What submit latency are you willing to accept? I'm asking because
depending on if you need ~1s or ~10s will influence the options.
I'd like to keep this latency as low as possible. It would be a breaking change across the ecosystem if we upped latency to ~10s, as I'm assuming clients have not configured their timeouts to expect this high of a latency. That's not to say we couldn't make this change, as we could provide a different API, I'd just like to explore a low latency initially.
I.e., the log can keep track of a witness' latest state X, then provide
to the witness a new checkpoint Y and a consistency proof that is valid from X -> Y. If all goes well, the witness returns its cosignature. If they are out of sync, the log needs to try again with the right state.
Assuming that all witnesses are responsive and maintain the same state, this could work. Keeping track of N different witnesses is doable, but I think it's likely they would get out of sync, e.g. a request to cosign a checkpoint times out but the witness still verifies and persists the checkpoint. This isn't a blocker though, it's just an extra call if needed.
The current plan for Sigsum is to accept up to T seconds of logging
latency, where T is in the order of 5-10s. Every T seconds the log selects the current checkpoint, then it collects as many cosignatures as possible before making the result available and starting all over again.
This seems like the most sensible approach assuming that latency can be accepted by the ecosystem. Batching entries is something we've discussed before, there's other performance benefits besides witnessing.
An alternative implementation of the same witness protocol would be as follows: always be in the process of creating the next witnessed checkpoint. I.e., as soon as one finalized a witnessed checkpoint, start all over again because the log's tree already moved forward. To keep the latency down, only collect the minimum number of cosignatures
needed to satisfy all trust policies that the log's users depend on.
This makes sense, though I think adding some latency as suggested above makes this more straightforward. One detail, which may not be relevant depending on your order of operations, is that we just need to confirm that the inclusion proof returned will be based on the cosigned checkpoint. Currently our workflow is first requesting an inclusion proof for the latest tree head, then signing the tree head.
On Fri, Feb 2, 2024 at 3:37 AM Rasmus Dahlberg rgdd@glasklarteknik.se wrote:
Hi Hayden,
Exciting that you're exploring this are, answers inline!
On Thu, Feb 01, 2024 at 01:05:48PM -0800, Hayden Blauzvern wrote:
Hey y'all! I was reading up on Sigsum docs and witnessing and had a question about if or how you're handling logs with significant traffic.
Context is I've been looking at improving our witnessing story with Sigstore and exploring the viability of the bastion-based witnessing approach.
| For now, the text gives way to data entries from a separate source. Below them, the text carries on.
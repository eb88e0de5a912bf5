//! A read-only system backed by the contents of an archive

use super::{Cmd, FileInfo, FileKind, RealSystem, System, not_found};
use crate::error::{Error, Result};
use crate::patterns::glob_match;
use flate2::read::GzDecoder;
use hearth_core::path::{AbsPath, RelPath};
use std::collections::BTreeMap;
use std::io::{Cursor, Read};

const MAX_SYMLINK_DEPTH: usize = 40;

/// Supported archive formats
#[derive(Debug, Clone, Copy, PartialEq, Eq)]
pub enum ArchiveFormat {
    /// Uncompressed tar
    Tar,
    /// Gzip-compressed tar
    TarGz,
    /// Zip
    Zip,
}

impl ArchiveFormat {
    /// Guess the format from a file name
    pub fn from_name(name: &str) -> Option<Self> {
        let name = name.to_ascii_lowercase();
        if name.ends_with(".tar.gz") || name.ends_with(".tgz") {
            Some(ArchiveFormat::TarGz)
        } else if name.ends_with(".tar") {
            Some(ArchiveFormat::Tar)
        } else if name.ends_with(".zip") {
            Some(ArchiveFormat::Zip)
        } else {
            None
        }
    }

    /// Parse a format name as given on the command line
    pub fn parse(name: &str) -> Option<Self> {
        match name {
            "tar" => Some(ArchiveFormat::Tar),
            "tar.gz" | "tgz" => Some(ArchiveFormat::TarGz),
            "zip" => Some(ArchiveFormat::Zip),
            _ => None,
        }
    }
}

#[derive(Debug, Clone)]
enum Node {
    Dir { perm: u32 },
    File { perm: u32, data: Vec<u8> },
    Symlink { linkname: String },
}

impl Node {
    fn info(&self, name: String) -> FileInfo {
        match self {
            Node::Dir { perm } => FileInfo {
                name,
                kind: FileKind::Dir,
                perm: *perm,
                size: 0,
            },
            Node::File { perm, data } => FileInfo {
                name,
                kind: FileKind::File,
                perm: *perm,
                size: data.len() as u64,
            },
            Node::Symlink { linkname } => FileInfo {
                name,
                kind: FileKind::Symlink,
                perm: 0o777,
                size: linkname.len() as u64,
            },
        }
    }
}

/// An archive unpacked into memory and mounted at `dir`
///
/// Directories missing from the archive but implied by its members are
/// created with mode `0o755`. Every mutation fails.
#[derive(Debug)]
pub struct ArchiveReaderSystem {
    dir: AbsPath,
    nodes: BTreeMap<RelPath, Node>,
}

fn archive_err(err: impl std::fmt::Display) -> Error {
    Error::Archive(err.to_string())
}

impl ArchiveReaderSystem {
    /// Read `data` in `format`, dropping the first `strip_components` path
    /// components of every member
    pub fn new(dir: AbsPath, data: &[u8], format: ArchiveFormat, strip_components: usize) -> Result<Self> {
        let mut system = ArchiveReaderSystem {
            dir,
            nodes: BTreeMap::new(),
        };
        system.nodes.insert(RelPath::empty(), Node::Dir { perm: 0o755 });
        match format {
            ArchiveFormat::Tar => system.read_tar(data, strip_components)?,
            ArchiveFormat::TarGz => system.read_tar(GzDecoder::new(data), strip_components)?,
            ArchiveFormat::Zip => system.read_zip(data, strip_components)?,
        }
        Ok(system)
    }

    /// The directory the archive is mounted at
    pub fn dir(&self) -> &AbsPath {
        &self.dir
    }

    fn insert(&mut self, name: &str, strip_components: usize, node: Node) -> Result<()> {
        let components: Vec<&str> = name
            .split('/')
            .filter(|c| !c.is_empty() && *c != ".")
            .skip(strip_components)
            .collect();
        if components.is_empty() {
            return Ok(());
        }
        let rel = RelPath::new(components.join("/")).map_err(archive_err)?;
        let mut parent = rel.parent();
        while let Some(dir) = parent {
            if dir.is_empty() {
                break;
            }
            parent = dir.parent();
            self.nodes.entry(dir).or_insert(Node::Dir { perm: 0o755 });
        }
        self.nodes.insert(rel, node);
        Ok(())
    }

    fn read_tar(&mut self, reader: impl Read, strip_components: usize) -> Result<()> {
        let mut archive = tar::Archive::new(reader);
        for entry in archive.entries().map_err(archive_err)? {
            let mut entry = entry.map_err(archive_err)?;
            let name = entry.path().map_err(archive_err)?.to_string_lossy().into_owned();
            let perm = entry.header().mode().map_err(archive_err)? & 0o7777;
            let kind = entry.header().entry_type();
            let node = if kind.is_dir() {
                Node::Dir { perm }
            } else if kind.is_symlink() {
                let linkname = entry
                    .link_name()
                    .map_err(archive_err)?
                    .map(|l| l.to_string_lossy().into_owned())
                    .unwrap_or_default();
                Node::Symlink { linkname }
            } else if kind.is_file() {
                let mut data = Vec::new();
                entry.read_to_end(&mut data).map_err(archive_err)?;
                Node::File { perm, data }
            } else {
                tracing::debug!(%name, "skipping unsupported archive member");
                continue;
            };
            self.insert(&name, strip_components, node)?;
        }
        Ok(())
    }

    fn read_zip(&mut self, data: &[u8], strip_components: usize) -> Result<()> {
        let mut archive = zip::ZipArchive::new(Cursor::new(data)).map_err(archive_err)?;
        for i in 0..archive.len() {
            let mut file = archive.by_index(i).map_err(archive_err)?;
            let name = file.name().to_string();
            let perm = file.unix_mode().map_or(0o644, |m| m & 0o7777);
            let node = if file.is_dir() {
                Node::Dir { perm }
            } else {
                let mut data = Vec::new();
                file.read_to_end(&mut data).map_err(archive_err)?;
                if file.is_symlink() {
                    Node::Symlink {
                        linkname: String::from_utf8_lossy(&data).into_owned(),
                    }
                } else {
                    Node::File { perm, data }
                }
            };
            self.insert(&name, strip_components, node)?;
        }
        Ok(())
    }

    fn rel(&self, path: &AbsPath) -> Result<RelPath> {
        path.strip_prefix(&self.dir).map_err(|_| not_found(path))
    }

    fn node(&self, path: &AbsPath) -> Result<(RelPath, &Node)> {
        let rel = self.rel(path)?;
        match self.nodes.get(&rel) {
            Some(node) => Ok((rel, node)),
            None => Err(not_found(path)),
        }
    }

    fn read_only(op: &'static str, path: &AbsPath) -> Error {
        Error::ReadOnly {
            op,
            path: path.clone(),
        }
    }
}

impl System for ArchiveReaderSystem {
    fn chmod(&self, path: &AbsPath, _perm: u32) -> Result<()> {
        Err(Self::read_only("chmod", path))
    }

    fn glob(&self, base: &AbsPath, pattern: &str) -> Result<Vec<AbsPath>> {
        let pattern = glob::Pattern::new(pattern).map_err(|e| Error::InvalidPattern {
            pattern: pattern.to_string(),
            message: e.msg.to_string(),
        })?;
        Ok(self
            .nodes
            .keys()
            .map(|rel| self.dir.join(rel))
            .filter_map(|abs| {
                let rel = abs.strip_prefix(base).ok()?;
                (!rel.is_empty() && glob_match(&pattern, rel.as_str())).then_some(abs)
            })
            .collect())
    }

    fn lstat(&self, path: &AbsPath) -> Result<FileInfo> {
        let (rel, node) = self.node(path)?;
        Ok(node.info(rel.file_name().unwrap_or_default().to_string()))
    }

    fn stat(&self, path: &AbsPath) -> Result<FileInfo> {
        let mut current = path.clone();
        for _ in 0..MAX_SYMLINK_DEPTH {
            let (rel, node) = self.node(&current)?;
            let Node::Symlink { linkname } = node else {
                return Ok(node.info(rel.file_name().unwrap_or_default().to_string()));
            };
            current = if linkname.starts_with('/') {
                AbsPath::new(linkname.into())?
            } else {
                current.parent().unwrap_or_else(|| self.dir.clone()).join_str(linkname)
            };
        }
        Err(not_found(path))
    }

    fn mkdir(&self, path: &AbsPath, _perm: u32) -> Result<()> {
        Err(Self::read_only("mkdir", path))
    }

    fn read_dir(&self, path: &AbsPath) -> Result<Vec<FileInfo>> {
        let (rel, node) = self.node(path)?;
        if !matches!(node, Node::Dir { .. }) {
            return Err(Error::DirectoryRead {
                path: path.clone(),
                source: std::io::Error::from(std::io::ErrorKind::NotADirectory),
            });
        }
        Ok(self
            .nodes
            .iter()
            .filter(|(child, _)| !child.is_empty() && child.parent().as_ref() == Some(&rel))
            .map(|(child, node)| node.info(child.file_name().unwrap_or_default().to_string()))
            .collect())
    }

    fn read_file(&self, path: &AbsPath) -> Result<Vec<u8>> {
        match self.node(path)? {
            (_, Node::File { data, .. }) => Ok(data.clone()),
            _ => Err(Error::FileRead {
                path: path.clone(),
                source: std::io::Error::from(std::io::ErrorKind::InvalidInput),
            }),
        }
    }

    fn readlink(&self, path: &AbsPath) -> Result<String> {
        match self.node(path)? {
            (_, Node::Symlink { linkname }) => Ok(linkname.clone()),
            _ => Err(Error::FileRead {
                path: path.clone(),
                source: std::io::Error::from(std::io::ErrorKind::InvalidInput),
            }),
        }
    }

    fn remove(&self, path: &AbsPath) -> Result<()> {
        Err(Self::read_only("remove", path))
    }

    fn remove_all(&self, path: &AbsPath) -> Result<()> {
        Err(Self::read_only("remove", path))
    }

    fn rename(&self, old: &AbsPath, _new: &AbsPath) -> Result<()> {
        Err(Self::read_only("rename", old))
    }

    fn run_cmd(&self, cmd: &Cmd) -> Result<()> {
        Err(Self::read_only("run command in", cmd.dir.as_ref().unwrap_or(&self.dir)))
    }

    fn idempotent_cmd_output(&self, cmd: &Cmd) -> Result<Vec<u8>> {
        RealSystem.idempotent_cmd_output(cmd)
    }

    fn run_script(&self, _name: &RelPath, dir: &AbsPath, _data: &[u8]) -> Result<()> {
        Err(Self::read_only("run script in", dir))
    }

    fn write_file(&self, path: &AbsPath, _data: &[u8], _perm: u32) -> Result<()> {
        Err(Self::read_only("write", path))
    }

    fn write_symlink(&self, _oldname: &str, newname: &AbsPath) -> Result<()> {
        Err(Self::read_only("symlink", newname))
    }
}

#[cfg(test)]
mod tests {
    #![allow(clippy::unwrap_used, clippy::panic)]

    use super::*;
    use crate::system::{TarWriterSystem, ZipWriterSystem};
    use flate2::Compression;
    use flate2::write::GzEncoder;

    fn root() -> AbsPath {
        AbsPath::new("/import".into()).unwrap()
    }

    fn sample_tar() -> Vec<u8> {
        let base = AbsPath::new("/src".into()).unwrap();
        let writer = TarWriterSystem::new(Vec::new(), base.clone());
        writer
            .write_file(&base.join_str("project/.config/app.toml"), b"x = 1\n", 0o600)
            .unwrap();
        writer
            .write_symlink("app.toml", &base.join_str("project/.config/link"))
            .unwrap();
        writer.finish().unwrap()
    }

    #[test]
    fn test_format_detection() {
        assert_eq!(ArchiveFormat::from_name("a.tar.gz"), Some(ArchiveFormat::TarGz));
        assert_eq!(ArchiveFormat::from_name("a.TGZ"), Some(ArchiveFormat::TarGz));
        assert_eq!(ArchiveFormat::from_name("a.tar"), Some(ArchiveFormat::Tar));
        assert_eq!(ArchiveFormat::from_name("a.zip"), Some(ArchiveFormat::Zip));
        assert_eq!(ArchiveFormat::from_name("a.rar"), None);
    }

    #[test]
    fn test_tar_with_strip_components() {
        let system = ArchiveReaderSystem::new(root(), &sample_tar(), ArchiveFormat::Tar, 1).unwrap();

        let config = root().join_str(".config");
        let info = system.lstat(&config).unwrap();
        assert!(info.is_dir());
        assert_eq!(info.perm, 0o755);

        let names: Vec<_> = system.read_dir(&config).unwrap().into_iter().map(|i| i.name).collect();
        assert_eq!(names, ["app.toml", "link"]);
        assert_eq!(system.read_file(&config.join_str("app.toml")).unwrap(), b"x = 1\n");
        assert_eq!(system.lstat(&config.join_str("app.toml")).unwrap().perm, 0o600);
        assert_eq!(system.readlink(&config.join_str("link")).unwrap(), "app.toml");
        assert!(system.stat(&config.join_str("link")).unwrap().is_file());
        assert!(system.lstat(&root().join_str("project")).unwrap_err().is_not_found());
    }

    #[test]
    fn test_tar_gz() {
        let mut encoder = GzEncoder::new(Vec::new(), Compression::default());
        std::io::Write::write_all(&mut encoder, &sample_tar()).unwrap();
        let data = encoder.finish().unwrap();
        let system = ArchiveReaderSystem::new(root(), &data, ArchiveFormat::TarGz, 0).unwrap();
        assert!(system.lstat(&root().join_str("project/.config/app.toml")).unwrap().is_file());
    }

    #[test]
    fn test_zip() {
        let base = AbsPath::new("/src".into()).unwrap();
        let writer = ZipWriterSystem::new(Cursor::new(Vec::new()), base.clone());
        writer.write_file(&base.join_str("bin/tool"), b"#!/bin/sh\n", 0o755).unwrap();
        let data = writer.finish().unwrap().into_inner();

        let system = ArchiveReaderSystem::new(root(), &data, ArchiveFormat::Zip, 0).unwrap();
        assert!(system.lstat(&root().join_str("bin")).unwrap().is_dir());
        assert_eq!(system.lstat(&root().join_str("bin/tool")).unwrap().perm, 0o755);
    }

    #[test]
    fn test_glob_and_read_only() {
        let system = ArchiveReaderSystem::new(root(), &sample_tar(), ArchiveFormat::Tar, 1).unwrap();
        let found = system.glob(&root(), ".config/*").unwrap();
        assert_eq!(found.len(), 2);
        assert!(matches!(
            system.write_file(&root().join_str("x"), b"", 0o644),
            Err(Error::ReadOnly { .. })
        ));
    }
}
Currently, the Sigstore log does no batching of entry uploads, and so the tree head/checkpoint is frequently updated. Consequently this means that two witnesses are very unlikely to witness the same
checkpoint.
To solve this, we added a 'stable' checkpoint, one that is published
every
X minutes (5 currently). Witnesses are expected to compute consistency proofs off that checkpoint so that multiple witnesses verify the same checkpoint.
Sounds similar the initial witness protocol we used: the log makes available a checkpoint for some time, and witnesses poll to cosign it.
We moved away from this communication pattern to solve two problems:
- High submit latency, which is the issue you're experiencing.
- Ensure logs without publicly reachable endpoints are not excluded.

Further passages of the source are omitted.